The Scott Logic sustainability team has recently added new content to the open-source Technology Carbon Standard website. The proposed standard sets out an approach to classifying an organisation’s technology footprint in a way that enables consistent analysis and benchmarking of the carbon impact. You can read more about it in our previous blog post: Announcing the (proposed) Technology Carbon Standard.

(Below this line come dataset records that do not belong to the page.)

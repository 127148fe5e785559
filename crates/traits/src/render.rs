//! RenderEngine trait and the composition types handed across it.
//!
//! The engine behind this trait is a black box that turns markup plus
//! stylesheets into finished document bytes. The pipeline never inspects the
//! bytes it gets back.

use std::fmt;
use thiserror::Error;
use url::Url;

use crate::resource::SharedResourceData;

#[derive(Error, Debug)]
pub enum EngineError {
    #[error("I/O error: {0}")]
    Io(#[from] std::io::Error),
    #[error("document encoding failed: {0}")]
    Encode(String),
    #[error("other render engine error: {0}")]
    Other(String),
}

impl From<&str> for EngineError {
    fn from(s: &str) -> Self {
        EngineError::Other(s.to_string())
    }
}

/// The rendering medium a composition targets.
#[derive(Debug, Clone, Copy, PartialEq, Eq, Default)]
pub enum MediaType {
    /// Paginated print output (the default for downloadable documents).
    #[default]
    Print,
    /// Continuous screen output.
    Screen,
}

impl fmt::Display for MediaType {
    fn fmt(&self, f: &mut fmt::Formatter<'_>) -> fmt::Result {
        match self {
            MediaType::Print => write!(f, "print"),
            MediaType::Screen => write!(f, "screen"),
        }
    }
}

/// A stylesheet reference together with its loaded bytes.
#[derive(Debug, Clone)]
pub struct ResolvedStylesheet {
    pub reference: String,
    pub data: SharedResourceData,
}

/// A unit of work for the render engine: markup, the medium to render for,
/// an optional absolute base URL for resolving relative references inside the
/// markup, and the stylesheets to apply, in cascade order.
///
/// A missing base URL is tolerated; relative references then fail to resolve
/// inside the engine, which degrades output rather than failing the request.
#[derive(Debug, Clone)]
pub struct Composition {
    pub markup: String,
    pub media_type: MediaType,
    pub base_url: Option<Url>,
    pub stylesheets: Vec<ResolvedStylesheet>,
}

impl Composition {
    pub fn new(markup: impl Into<String>) -> Self {
        Composition {
            markup: markup.into(),
            media_type: MediaType::default(),
            base_url: None,
            stylesheets: Vec::new(),
        }
    }

    pub fn with_media_type(mut self, media_type: MediaType) -> Self {
        self.media_type = media_type;
        self
    }

    pub fn with_base_url(mut self, base_url: Option<Url>) -> Self {
        self.base_url = base_url;
        self
    }
}

/// A document render engine: encodes a [`Composition`] into final bytes.
pub trait RenderEngine: Send + Sync {
    fn render(&self, composition: &Composition) -> Result<Vec<u8>, EngineError>;

    /// A human-readable name for this engine (for logging).
    fn name(&self) -> &'static str;
}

Some of the key additions include:

  • An overview of cloud services and their environmental impact in the Operational Emissions category. This covers topics like the energy efficiency of cloud versus on-premises data centres, the importance of location and grid energy mix, and best practices for sustainable cloud usage.
  • In the Downstream Emissions category, details on estimating emissions from end-user devices like PCs, laptops, tablets, and smartphones. Guidance is provided on calculating power draw, energy use, and resulting carbon emissions based on device type and usage duration. The embodied carbon emissions from device production are also discussed.
  • A comprehensive glossary defining important terminology like carbon intensity, Renewable Energy Certificates, amortisation, and more.
  • An updated resources section with links to tools like the Cloud Carbon Footprint calculator and initiatives like the Sustainable Development Goals.
  • Clarification of the types of software covered in the Upstream section.

The goal of the Technology Carbon Standard is to provide the information technology sector with the knowledge needed to reduce their climate impact. As an open-source project, contributions and improvements are welcomed from the community.

Topics that we hope to expand soon include upstream and operational emissions, with guidance on quantifying emissions from hardware manufacturing, transport, data centres, and employee devices.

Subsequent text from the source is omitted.